One of the big advantages of having a Software-As-A-Service (SaaS) solution is the fact you don’t need to worry about infrastructure issues, such as patching, network availability, and etc. Also, most of the companies assume that all the security aspects of the solution will be handled by the vendor. Indeed, the vendor is (or should be) responsible for ensuring their system is secure, but it’s important to note that we should still monitor the SaaS solution for hacking attempts, which can be done through QRadar.
Picture this: imagine you have your website on wordpress, you pay wordpress as a service so you don’t need to worry about patching or updates. In theory, the wordpress team also monitors if someone tries to perform an attack against your site (for example, a SQL injection). But let’s say a malicious actor finds out the password of one of your wordpress users and creates a backdoor account for later exploitation. It wouldn’t be flagged by the wordpress security team (since it’s just a new user being created). That’s where QRadar can add value. If you integrate your wordpress with your QRadar solution, you would be able to generate an alert to your system administrator when a user is created or even correlate this event with other events such as pages being modified.

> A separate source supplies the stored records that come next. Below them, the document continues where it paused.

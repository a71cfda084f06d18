//! Material library schema
//!
//! ```text
//! newmtl <name>
//! Kd <r> <g> <b>
//! ```

use crate::{
    error::Result,
    parsing::{FromRecord, Record, Rule, Schema, Structure},
};

pub const NEW_MATERIAL_MARKER: &str = "newmtl";
pub const DIFFUSE_COLOR_MARKER: &str = "Kd";

/// One `newmtl` block. Every `Kd` line of the block is kept; consumers use
/// the first.
#[derive(Debug, Clone, PartialEq)]
pub struct MaterialDefinitionRecord {
    pub id: String,
    pub diffuse_colors: Vec<[f32; 3]>,
}

impl FromRecord for MaterialDefinitionRecord {
    fn from_record(record: Record) -> Result<Self> {
        let mut structure = Structure::from_record(record)?;
        Ok(Self {
            diffuse_colors: structure.take_child(0)?,
            id: structure.id,
        })
    }
}

#[derive(Debug, Clone, Copy, Default, PartialEq, Eq)]
pub struct MaterialLibrarySchema;

impl Schema for MaterialLibrarySchema {
    type Output = MaterialDefinitionRecord;

    fn rule(&self) -> Rule {
        Rule::structure(NEW_MATERIAL_MARKER, vec![Rule::floats(DIFFUSE_COLOR_MARKER, 3)])
    }
}

#[cfg(test)]
mod tests {
    use super::*;
    use crate::parsing::parse_schema;

    #[test]
    fn test_parse_material_library() {
        let source = "newmtl Red\nKd 1 0 0\nnewmtl Blue\nKd 0 0 1\n";
        let definitions = parse_schema(&MaterialLibrarySchema, source).unwrap();

        assert_eq!(definitions.len(), 2);
        assert_eq!(definitions[0].id, "Red");
        assert_eq!(definitions[0].diffuse_colors, vec![[1.0, 0.0, 0.0]]);
        assert_eq!(definitions[1].id, "Blue");
    }

    #[test]
    fn test_definition_without_diffuse_has_no_colors() {
        let definitions = parse_schema(&MaterialLibrarySchema, "newmtl Bare\nNs 10\n").unwrap();
        assert!(definitions[0].diffuse_colors.is_empty());
    }
}
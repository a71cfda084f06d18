//! Uniform block layouts shared with `shader.wgsl`

use cgmath::Matrix4;

use crate::gfx::camera::CameraUniform;

/// Group 0: per-frame camera data and the model transform.
/// MUST match `GlobalUniform` in the shader.
#[repr(C)]
#[derive(Copy, Clone, Debug, bytemuck::Pod, bytemuck::Zeroable)]
pub struct GlobalUniform {
    pub view_position: [f32; 4],
    pub view_proj: [[f32; 4]; 4],
    pub model: [[f32; 4]; 4],
}

impl GlobalUniform {
    pub fn new(camera: CameraUniform, model: Matrix4<f32>) -> Self {
        Self {
            view_position: camera.view_position,
            view_proj: camera.view_proj,
            model: model.into(),
        }
    }
}

/// Group 1: one per material chunk.
#[repr(C)]
#[derive(Copy, Clone, Debug, PartialEq, bytemuck::Pod, bytemuck::Zeroable)]
pub struct MaterialUniform {
    pub diffuse_color: [f32; 4],
}

impl MaterialUniform {
    pub fn opaque(diffuse_color: [f32; 3]) -> Self {
        let [r, g, b] = diffuse_color;
        Self {
            diffuse_color: [r, g, b, 1.0],
        }
    }
}
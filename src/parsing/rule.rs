//! Declarative schema rules

use super::sequence::Sequence;

/// Numeric type of the values in a leaf record
#[derive(Debug, Clone, Copy, PartialEq, Eq)]
pub enum ValueKind {
    Float,
    Unsigned,
}

/// What a rule does with the block it owns.
#[derive(Debug, Clone, PartialEq)]
pub enum RuleKind {
    /// Every matched line decodes into `arity` values of `value` kind.
    Leaf { value: ValueKind, arity: usize },
    /// Every match opens a block that is decoded by each child in order.
    Structure(Vec<Rule>),
}

/// One node of a schema: a record marker plus either a leaf shape or a list
/// of child rules.
///
/// ```
/// use cubist::parsing::Rule;
///
/// let rule = Rule::structure("newmtl", vec![Rule::floats("Kd", 3)]);
/// assert!(!rule.is_leaf());
/// ```
#[derive(Debug, Clone, PartialEq)]
pub struct Rule {
    marker: String,
    sequence: Sequence,
    kind: RuleKind,
}

impl Rule {
    pub fn leaf(marker: &str, value: ValueKind, arity: usize) -> Self {
        Self::new(marker, RuleKind::Leaf { value, arity })
    }

    /// Leaf rule decoding `arity` floats per line
    pub fn floats(marker: &str, arity: usize) -> Self {
        Self::leaf(marker, ValueKind::Float, arity)
    }

    /// Leaf rule decoding `arity` unsigned integers per line
    pub fn unsigned(marker: &str, arity: usize) -> Self {
        Self::leaf(marker, ValueKind::Unsigned, arity)
    }

    /// Structural rule. A structure with no children would carry nothing but
    /// its identifier, so `children` is expected to be non-empty.
    pub fn structure(marker: &str, children: Vec<Rule>) -> Self {
        debug_assert!(!children.is_empty(), "structural rule `{marker}` has no children");
        Self::new(marker, RuleKind::Structure(children))
    }

    fn new(marker: &str, kind: RuleKind) -> Self {
        Self {
            marker: marker.to_string(),
            sequence: Sequence::new(marker),
            kind,
        }
    }

    pub fn marker(&self) -> &str {
        &self.marker
    }

    pub fn sequence(&self) -> &Sequence {
        &self.sequence
    }

    pub fn kind(&self) -> &RuleKind {
        &self.kind
    }

    pub fn is_leaf(&self) -> bool {
        matches!(self.kind, RuleKind::Leaf { .. })
    }

    pub fn children(&self) -> &[Rule] {
        match &self.kind {
            RuleKind::Structure(children) => children,
            RuleKind::Leaf { .. } => &[],
        }
    }
}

The easiest way to integrate your SaaS with QRadar is through email alerts from your SaaS solution. Let’s take the WordPress example and put it into a step-by-step:
- Install the WordPress “Security Audit log” plugin
- Create a mailbox to receive the alerts
- Create a script that reads your mailbox and saves into a file. For example, you can modify this script to achieve that.
- Create a custom DSM parser that interprets the file generated by the script above.
- Create a log source on QRadar that monitors the file created by the script mentioned on step three. Use the custom DSM on this log source.
The implementation may require some time in the first time, but after setting up your first SaaS it will be trivial to set up the second one (since you will already have the mailbox set up and the script that reads the file). The same step by step can be adapted for a number of other SaaS services, such as: Dropbox, Gmail, Office365, Salesforce, AWS Cloudtrail and CloudWatch, etc…
Some of the events that can be interesting for us: New accounts created, change on security settings, login out of business hours, bruteforce attacks, configuration changes, etc.
Monitoring your SaaS solutions will put you one step ahead, ensuring that even applications on the cloud are being monitored and secure. Remember, even the server not being in your datacentre, the data in a SaaS application still yours.